Making these streets one-way could improve traffic on the main streets. If drivers knew they wouldn’t have to squeeze through the side-streets, they might take them when the main roads jam up, thus getting more cars off of those streets.
Here come the angry homeowners again — “We don’t want a steady flow of traffic on our quiet little street.” And to them I say, “Too damn bad.” These people chose to buy homes in the middle of the second largest city in the nation; they should expect cars to be on their streets. I think because people live in houses instead of apartments, they tend to forget that they are in the middle of a city. They want the conveniences but not the hassles. If they want to live on a street where no one drives down it except people who live there, go move to some suburb somewhere.

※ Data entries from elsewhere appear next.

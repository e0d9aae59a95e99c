//! Health check endpoint

use axum::{routing::get, Json, Router};
use serde::Serialize;

use crate::state::AppState;

#[derive(Serialize)]
#[serde(rename_all = "camelCase")]
struct HealthResponse {
    status: String,
    version: String,
    data_dir: String,
}

async fn health_check() -> Json<HealthResponse> {
    let data_dir = std::env::var("HC_DATA_DIR").unwrap_or_else(|_| ".hc-data".to_string());

    Json(HealthResponse {
        status: "ok".to_string(),
        version: env!("CARGO_PKG_VERSION").to_string(),
        data_dir,
    })
}

pub fn router() -> Router<AppState> {
    Router::new().route("/health", get(health_check))
}
//! Route handlers

pub mod auth;
pub mod bookings;
pub mod health;
pub mod hotels;
pub mod users;

use axum::{http::StatusCode, Json};
use serde::Serialize;

use crate::auth::AuthError;

#[derive(Debug, Serialize)]
pub struct ErrorResponse {
    pub error: String,
}

pub type RouteError = (StatusCode, Json<ErrorResponse>);

pub fn route_error(status: StatusCode, error: impl Into<String>) -> RouteError {
    (
        status,
        Json(ErrorResponse {
            error: error.into(),
        }),
    )
}

/// Map registry/session failures onto HTTP statuses.
pub fn auth_error(err: AuthError) -> RouteError {
    let status = match &err {
        AuthError::InvalidInput(_) => StatusCode::BAD_REQUEST,
        AuthError::AuthenticationRequired(_) => StatusCode::UNAUTHORIZED,
        AuthError::Forbidden(_) => StatusCode::FORBIDDEN,
        AuthError::DuplicateEmail(_) => StatusCode::CONFLICT,
        AuthError::NotFound(_) => StatusCode::NOT_FOUND,
        AuthError::Storage(_) => StatusCode::INTERNAL_SERVER_ERROR,
    };
    route_error(status, err.to_string())
}

/// Map marketplace failures onto HTTP statuses.
pub fn core_error(err: hc_core::Error) -> RouteError {
    use hc_core::Error;
    let status = match &err {
        Error::HotelNotFound(_) | Error::RoomNotFound(_) | Error::BookingNotFound(_) => {
            StatusCode::NOT_FOUND
        }
        Error::AuthorizationDenied(_) => StatusCode::FORBIDDEN,
        Error::InvalidDateRange { .. }
        | Error::GuestCountExceeded { .. }
        | Error::InvalidInput(_) => StatusCode::BAD_REQUEST,
        Error::RoomUnavailable { .. } | Error::InvalidTransition { .. } => StatusCode::CONFLICT,
        Error::Io(_) | Error::Serialization(_) | Error::Storage(_) => {
            StatusCode::INTERNAL_SERVER_ERROR
        }
    };
    route_error(status, err.to_string())
}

Not every street in town needs to be one-way. Some side-streets are wide enough, like this one:
You couldn’t just have one street one-way, and the next street two-way. That would be too confusing. Here’s how I would work it: the street grid of Los Angeles is basically a series of boxes — small streets surrounded by large ones. The streets would be consistent within each box. For example, the box between Beverly, Melrose, Fairfax and LaBrea has narrow streets, so those would all be one-way. The box between Beverly, 3rd, Fairfax and LaBrea has wider streets, so they would remain two-way.
It is difficult enough to drive around Los Angeles. We need to make things easier. This is one way to do that.